◆ EXERCISE DIRECTIONS
Scan the material below for the word "reader", then copy every line in which it appears.

◆ RECORDS FOR THE TASK
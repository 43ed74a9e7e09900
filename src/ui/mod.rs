pub mod assistant;
pub mod dashboard;
pub mod report;
pub mod style;

use crate::app::{App, AppScreen};
use ratatui::{
    buffer::Buffer,
    layout::{Constraint, Direction, Layout, Rect},
    widgets::Widget,
};

impl Widget for &mut App {
    fn render(self, area: Rect, buf: &mut Buffer) {
        match self.screen {
            AppScreen::Dashboard => {
                dashboard::render_dashboard(self, area, buf);
                if self.show_report {
                    report::render_report_overlay(self, area, buf);
                }
            }
            AppScreen::Assistant => assistant::render_assistant(self, area, buf),
        }
    }
}

fn centered_rect(percent_x: u16, percent_y: u16, r: Rect) -> Rect {
    let popup_layout = Layout::default()
        .direction(Direction::Vertical)
        .constraints([
            Constraint::Percentage((100 - percent_y) / 2),
            Constraint::Percentage(percent_y),
            Constraint::Percentage((100 - percent_y) / 2),
        ])
        .split(r);

    Layout::default()
        .direction(Direction::Horizontal)
        .constraints([
            Constraint::Percentage((100 - percent_x) / 2),
            Constraint::Percentage(percent_x),
            Constraint::Percentage((100 - percent_x) / 2),
        ])
        .split(popup_layout[1])[1]
}
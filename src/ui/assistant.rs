use crate::app::App;
use crate::assistant::{AssistantPhase, Origin};
use ratatui::{
    buffer::Buffer,
    layout::{Alignment, Constraint, Direction, Layout, Rect},
    style::{Color, Modifier, Style, Stylize},
    text::{Line, Span},
    widgets::{Block, BorderType, Paragraph, StatefulWidget, Widget, Wrap},
};
use throbber_widgets_tui::Throbber;

pub fn render_assistant(app: &mut App, area: Rect, buf: &mut Buffer) {
    let main_layout = Layout::default()
        .direction(Direction::Vertical)
        .constraints([
            Constraint::Length(3), // Title
            Constraint::Min(1),    // Conversation
            Constraint::Length(3), // Status line
            Constraint::Length(3), // Input box
            Constraint::Length(3), // Help
        ])
        .split(area);

    // Title
    let title = Paragraph::new("🎙️ Civic Assistant - Ask about your city")
        .block(
            Block::bordered()
                .title("Assistant")
                .title_alignment(Alignment::Center)
                .border_type(BorderType::Rounded),
        )
        .fg(Color::Green)
        .alignment(Alignment::Center);
    title.render(main_layout[0], buf);

    render_conversation(app, main_layout[1], buf);
    render_status(app, main_layout[2], buf);

    // Input box
    let input_widget = Paragraph::new(format!("> {}", app.assistant.input))
        .block(
            Block::bordered()
                .title("Type your message")
                .border_type(BorderType::Rounded),
        )
        .fg(Color::Yellow);
    input_widget.render(main_layout[3], buf);

    // Help
    let help_text = format!(
        "Enter: Send • F2: Voice • Ctrl+L: Language [{}] • ↑/↓: Scroll • Tab: Dashboard",
        app.assistant.language
    );
    let help = Paragraph::new(help_text)
        .block(
            Block::bordered()
                .title("Controls")
                .border_type(BorderType::Rounded),
        )
        .fg(Color::Yellow)
        .alignment(Alignment::Center);
    help.render(main_layout[4], buf);
}

fn render_conversation(app: &App, area: Rect, buf: &mut Buffer) {
    let mut lines = Vec::new();
    for message in &app.assistant.messages {
        let (prefix, style) = match message.origin {
            Origin::User if message.via_voice => {
                ("You 🎤: ", Style::default().fg(Color::Cyan))
            }
            Origin::User => ("You: ", Style::default().fg(Color::Cyan)),
            Origin::Assistant => ("Assistant: ", Style::default().fg(Color::Green)),
        };

        let mut content_lines = message.text.lines();
        let first_line = content_lines.next().unwrap_or_default().to_string();
        lines.push(Line::from(vec![
            Span::styled(prefix, style.add_modifier(Modifier::BOLD)),
            Span::styled(first_line, Style::default().fg(Color::White)),
        ]));
        for line in content_lines {
            lines.push(Line::from(vec![
                Span::styled("    ", Style::default()),
                Span::styled(line.to_string(), Style::default().fg(Color::White)),
            ]));
        }
        lines.push(Line::from(""));
    }

    let conversation = Paragraph::new(lines)
        .block(
            Block::bordered()
                .title("Conversation (↑↓ to scroll)")
                .border_type(BorderType::Rounded),
        )
        .wrap(Wrap { trim: true })
        .scroll((app.assistant.scroll, 0));
    conversation.render(area, buf);
}

fn render_status(app: &mut App, area: Rect, buf: &mut Buffer) {
    let block = Block::bordered()
        .title("Status")
        .border_type(BorderType::Rounded);
    let inner = block.inner(area);
    block.render(area, buf);

    // An error banner overrides everything until it expires.
    if let Some(banner) = app.assistant.banner_text() {
        let warning = Paragraph::new(Span::styled(
            banner.to_string(),
            Style::default().fg(Color::Red).add_modifier(Modifier::BOLD),
        ));
        warning.render(inner, buf);
        return;
    }

    let label = match app.assistant.phase {
        AssistantPhase::Idle => None,
        AssistantPhase::Listening => Some("Listening...".to_string()),
        AssistantPhase::Transcribing => Some(format!("Heard: {}", app.assistant.interim)),
        AssistantPhase::Sent => Some(format!("Sending: {}", app.assistant.interim)),
        AssistantPhase::AwaitingReply => Some("Waiting for reply...".to_string()),
    };

    match label {
        Some(label) => {
            let throbber = Throbber::default()
                .label(label)
                .style(Style::default().fg(Color::Cyan));
            StatefulWidget::render(throbber, inner, buf, &mut app.throbber);
        }
        None => {
            let line = match app.speech.now_speaking() {
                Some(text) => Line::from(Span::styled(
                    format!("🔊 {}", text),
                    Style::default().fg(Color::Green),
                )),
                None => Line::from(Span::styled(
                    "Ready • press F2 and speak, or type below",
                    Style::default().fg(Color::Gray),
                )),
            };
            Paragraph::new(line).render(inner, buf);
        }
    }
}
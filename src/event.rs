use color_eyre::eyre::OptionExt;
use futures::{FutureExt, StreamExt};
use ratatui::crossterm::event::Event as CrosstermEvent;
use std::time::Duration;
use tokio::sync::mpsc;

/// The frequency at which tick events are emitted.
const TICK_FPS: f64 = 30.0;

/// Representation of all possible events.
#[derive(Clone, Debug)]
pub enum Event {
    /// An event that is emitted on a regular schedule.
    Tick,
    /// Crossterm events.
    Crossterm(CrosstermEvent),
    /// Application events.
    App(AppEvent),
}

/// Application events.
#[derive(Debug, Clone)]
pub enum AppEvent {
    // Navigation
    NextScreen,
    NextDistrict,
    PrevDistrict,
    ScrollUp,
    ScrollDown,

    // System
    Quit,

    // Dashboard
    ToggleReport,

    // Assistant (async processing happens in App)
    ChatSubmit,
    ToggleVoice,
    CycleLanguage,
}

/// Terminal event handler.
#[derive(Debug)]
pub struct EventHandler {
    /// Event sender channel.
    sender: mpsc::UnboundedSender<Event>,
    /// Event receiver channel.
    receiver: mpsc::UnboundedReceiver<Event>,
}

impl EventHandler {
    /// Constructs a new instance of [`EventHandler`] and spawns a new thread to handle events.
    pub fn new() -> Self {
        let (sender, receiver) = mpsc::unbounded_channel();
        let actor = EventTask::new(sender.clone());
        tokio::spawn(async { actor.run().await });
        Self { sender, receiver }
    }

    /// Receives an event from the sender.
    pub async fn next(&mut self) -> color_eyre::Result<Event> {
        self.receiver
            .recv()
            .await
            .ok_or_eyre("Failed to receive event")
    }

    /// Queue an app event to be sent to the event receiver.
    pub fn send(&mut self, app_event: AppEvent) {
        let _ = self.sender.send(Event::App(app_event));
    }
}

/// A thread that handles reading crossterm events and emitting tick events on a regular schedule.
struct EventTask {
    /// Event sender channel.
    sender: mpsc::UnboundedSender<Event>,
}

impl EventTask {
    /// Constructs a new instance of [`EventTask`].
    fn new(sender: mpsc::UnboundedSender<Event>) -> Self {
        Self { sender }
    }

    /// Runs the event thread.
    async fn run(self) -> color_eyre::Result<()> {
        let tick_rate = Duration::from_secs_f64(1.0 / TICK_FPS);
        let mut reader = crossterm::event::EventStream::new();
        let mut tick = tokio::time::interval(tick_rate);
        loop {
            let tick_delay = tick.tick();
            let crossterm_event = reader.next().fuse();
            tokio::select! {
              _ = self.sender.closed() => {
                break;
              }
              _ = tick_delay => {
                self.send(Event::Tick);
              }
              Some(Ok(evt)) = crossterm_event => {
                self.send(Event::Crossterm(evt));
              }
            };
        }
        Ok(())
    }

    /// Sends an event to the receiver.
    fn send(&self, event: Event) {
        let _ = self.sender.send(event);
    }
}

◆ TASK OUTPUT
        let mut reader = crossterm::event::EventStream::new();
            let crossterm_event = reader.next().fuse();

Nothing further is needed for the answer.